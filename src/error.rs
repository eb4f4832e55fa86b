//! Error types for the auto-import controller

use std::fmt;

use thiserror::Error;

/// Result type alias using the controller's Error type
pub type Result<T> = std::result::Result<T, Error>;

/// Controller error types
#[derive(Error, Debug)]
pub enum Error {
    /// Object does not exist. Absorbed at load time, never surfaced from a pass.
    #[error("Not found: {0}")]
    NotFound(String),

    /// Optimistic concurrency failure, the object changed underneath the pass
    #[error("Conflict: {0}")]
    Conflict(String),

    /// The import client could not be built from the bootstrap credential
    #[error("Unable to build import client: {0}")]
    Connectivity(String),

    /// Applying the import manifest to the remote cluster failed
    #[error("{0}")]
    Import(String),

    /// Configuration error (malformed retry counter, bad environment)
    #[error("Configuration error: {0}")]
    Config(String),

    /// The pass was cancelled before it could finish
    #[error("Reconciliation cancelled")]
    Cancelled,

    /// Any other Kubernetes API error
    #[error("Kubernetes API error: {0}")]
    Kube(#[source] kube::Error),

    /// Several independent failures collected during one pass
    #[error("{0}")]
    Aggregate(ErrorList),
}

/// Coarse classification of an [`Error`]
#[derive(Clone, Copy, Debug, PartialEq, Eq)]
pub enum ErrorKind {
    NotFound,
    Conflict,
    Connectivity,
    Import,
    Config,
    Cancelled,
    Api,
    Aggregate,
}

impl ErrorKind {
    /// Label used for metrics
    pub fn as_str(&self) -> &'static str {
        match self {
            ErrorKind::NotFound => "not_found",
            ErrorKind::Conflict => "conflict",
            ErrorKind::Connectivity => "connectivity",
            ErrorKind::Import => "import",
            ErrorKind::Config => "config",
            ErrorKind::Cancelled => "cancelled",
            ErrorKind::Api => "api",
            ErrorKind::Aggregate => "aggregate",
        }
    }
}

impl Error {
    /// Create a configuration error
    pub fn config(msg: impl Into<String>) -> Self {
        Error::Config(msg.into())
    }

    /// Create a connectivity error
    pub fn connectivity(msg: impl Into<String>) -> Self {
        Error::Connectivity(msg.into())
    }

    /// Create an import error
    pub fn import(msg: impl Into<String>) -> Self {
        Error::Import(msg.into())
    }

    /// Classify a Kubernetes API error by its HTTP status
    pub fn from_kube(err: kube::Error) -> Self {
        match err {
            kube::Error::Api(resp) if resp.code == 404 => Error::NotFound(resp.message),
            kube::Error::Api(resp) if resp.code == 409 => Error::Conflict(resp.message),
            other => Error::Kube(other),
        }
    }

    pub fn kind(&self) -> ErrorKind {
        match self {
            Error::NotFound(_) => ErrorKind::NotFound,
            Error::Conflict(_) => ErrorKind::Conflict,
            Error::Connectivity(_) => ErrorKind::Connectivity,
            Error::Import(_) => ErrorKind::Import,
            Error::Config(_) => ErrorKind::Config,
            Error::Cancelled => ErrorKind::Cancelled,
            Error::Kube(_) => ErrorKind::Api,
            Error::Aggregate(_) => ErrorKind::Aggregate,
        }
    }

    /// Whether redelivering the same pass can succeed without manual intervention.
    ///
    /// An aggregate is retryable when any of its members is.
    pub fn is_retryable(&self) -> bool {
        match self {
            Error::Config(_) | Error::Cancelled => false,
            Error::Aggregate(list) => list.iter().any(Error::is_retryable),
            _ => true,
        }
    }

    /// Whether this error, or any member of an aggregate, has the given kind
    pub fn contains(&self, kind: ErrorKind) -> bool {
        match self {
            Error::Aggregate(list) => list.iter().any(|e| e.contains(kind)),
            other => other.kind() == kind,
        }
    }
}

/// A write against an object that is already gone has nothing left to do
pub fn ignore_not_found(result: Result<()>) -> Result<()> {
    match result {
        Err(Error::NotFound(_)) => Ok(()),
        other => other,
    }
}

impl From<kube::Error> for Error {
    fn from(err: kube::Error) -> Self {
        Error::from_kube(err)
    }
}

/// Ordered list of discrete failures collected during one pass.
///
/// Failures are appended rather than short-circuited so that, for example,
/// a condition write failure never hides a credential deletion failure.
#[derive(Debug, Default)]
pub struct ErrorList(Vec<Error>);

impl ErrorList {
    pub fn new() -> Self {
        Self::default()
    }

    pub fn push(&mut self, err: Error) {
        self.0.push(err);
    }

    /// Record the error side of `result`, if any
    pub fn collect(&mut self, result: Result<()>) {
        if let Err(e) = result {
            self.push(e);
        }
    }

    pub fn is_empty(&self) -> bool {
        self.0.is_empty()
    }

    pub fn len(&self) -> usize {
        self.0.len()
    }

    pub fn iter(&self) -> impl Iterator<Item = &Error> {
        self.0.iter()
    }

    /// Empty list is success, a single failure is returned as-is,
    /// several become [`Error::Aggregate`].
    pub fn into_result(mut self) -> Result<()> {
        match self.0.len() {
            0 => Ok(()),
            1 => Err(self.0.remove(0)),
            _ => Err(Error::Aggregate(self)),
        }
    }
}

impl fmt::Display for ErrorList {
    fn fmt(&self, f: &mut fmt::Formatter<'_>) -> fmt::Result {
        if let [only] = self.0.as_slice() {
            return write!(f, "{}", only);
        }
        write!(f, "[")?;
        for (i, err) in self.0.iter().enumerate() {
            if i > 0 {
                write!(f, ", ")?;
            }
            write!(f, "{}", err)?;
        }
        write!(f, "]")
    }
}
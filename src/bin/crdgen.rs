//! CRD YAML Generator
//!
//! Prints the ManagedCluster CRD so the controller can run against a local
//! cluster that does not have the fleet control plane installed.
//!
//! Usage: cargo run --bin crdgen > deploy/crds/managedcluster.yaml

use auto_import_controller::crd::generate_crds;

fn main() -> anyhow::Result<()> {
    for crd in generate_crds()? {
        println!("---");
        print!("{}", crd);
    }
    Ok(())
}
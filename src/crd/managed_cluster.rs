//! ManagedCluster Custom Resource Definition
//!
//! The fleet control plane owns this resource. The controller only reads it
//! and writes conditions into its status.

use chrono::{DateTime, Utc};
use kube::CustomResource;
use schemars::JsonSchema;
use serde::{Deserialize, Serialize};

/// ManagedCluster resource specification
#[derive(CustomResource, Clone, Debug, Default, Deserialize, Serialize, JsonSchema)]
#[kube(
    group = "cluster.open-cluster-management.io",
    version = "v1",
    kind = "ManagedCluster",
    plural = "managedclusters",
    singular = "managedcluster",
    status = "ManagedClusterStatus",
    printcolumn = r#"{"name": "Hub Accepted", "type": "boolean", "jsonPath": ".spec.hubAcceptsClient"}"#,
    printcolumn = r#"{"name": "Imported", "type": "string", "jsonPath": ".status.conditions[?(@.type==\"ImportSucceeded\")].status"}"#,
    printcolumn = r#"{"name": "Age", "type": "date", "jsonPath": ".metadata.creationTimestamp"}"#
)]
#[serde(rename_all = "camelCase")]
pub struct ManagedClusterSpec {
    /// Whether the hub accepts the cluster's agent
    #[serde(default)]
    pub hub_accepts_client: bool,

    /// Agent lease duration in seconds
    #[serde(skip_serializing_if = "Option::is_none")]
    pub lease_duration_seconds: Option<i32>,
}

/// ManagedCluster status
#[derive(Clone, Debug, Default, Deserialize, Serialize, JsonSchema)]
#[serde(rename_all = "camelCase")]
pub struct ManagedClusterStatus {
    /// Status conditions, at most one per type
    #[serde(default, skip_serializing_if = "Vec::is_empty")]
    pub conditions: Vec<Condition>,
}

/// Condition status value
#[derive(Clone, Copy, Debug, PartialEq, Eq, Deserialize, Serialize, JsonSchema)]
pub enum ConditionStatus {
    True,
    False,
    Unknown,
}

impl From<bool> for ConditionStatus {
    fn from(value: bool) -> Self {
        if value {
            ConditionStatus::True
        } else {
            ConditionStatus::False
        }
    }
}

/// Status condition
#[derive(Clone, Debug, PartialEq, Deserialize, Serialize, JsonSchema)]
#[serde(rename_all = "camelCase")]
pub struct Condition {
    /// Condition type
    #[serde(rename = "type")]
    pub type_: String,

    /// Status (True, False, Unknown)
    pub status: ConditionStatus,

    /// Last time the status value changed
    pub last_transition_time: DateTime<Utc>,

    /// Machine-readable reason
    pub reason: String,

    /// Human-readable message
    #[serde(default)]
    pub message: String,

    /// Generation the condition was computed against, set by some writers
    #[serde(default, skip_serializing_if = "Option::is_none")]
    pub observed_generation: Option<i64>,
}

impl Condition {
    pub fn is_true(&self) -> bool {
        self.status == ConditionStatus::True
    }
}
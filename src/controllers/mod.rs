//! Kubernetes controllers
//!
//! This module wires the reconciler into kube-runtime: it watches the
//! resources that can change an import's outcome and triggers reconciliation.

mod auto_import_controller;

pub use auto_import_controller::run as run_auto_import_controller;
pub use auto_import_controller::{cluster_to_secret, import_secret_to_secret};

use kube::Client;
use tokio_util::sync::CancellationToken;

use crate::config::OperatorConfig;
use crate::import::{KubeconfigClientFactory, ManifestApplier};
use crate::reconcilers::AutoImportReconciler;
use crate::recorder::KubeRecorder;
use crate::store::KubeStore;

/// Reconciler wired to the Kubernetes-backed collaborators
pub type KubeReconciler =
    AutoImportReconciler<KubeStore, KubeconfigClientFactory, ManifestApplier, KubeRecorder>;

/// Name the controller reports events and applies manifests under
pub const CONTROLLER_NAME: &str = "auto-import-controller";

/// Shared context for the controller
pub struct Context {
    pub reconciler: KubeReconciler,
    pub config: OperatorConfig,
    /// Cancelled on shutdown; each pass runs under a child token
    pub shutdown: CancellationToken,
}

impl Context {
    /// Create a new context
    pub fn new(client: Client, config: OperatorConfig, shutdown: CancellationToken) -> Self {
        let reconciler = AutoImportReconciler::new(
            KubeStore::new(client.clone()),
            KubeconfigClientFactory::default(),
            ManifestApplier::new(config.field_manager.clone()),
            KubeRecorder::new(client, CONTROLLER_NAME),
        );
        Self {
            reconciler,
            config,
            shutdown,
        }
    }
}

--------------------------------

→ THE TASK
State how many lines of the material contain the string "AutoImportReconciler", with no other words.

→ SOLUTION BELOW
3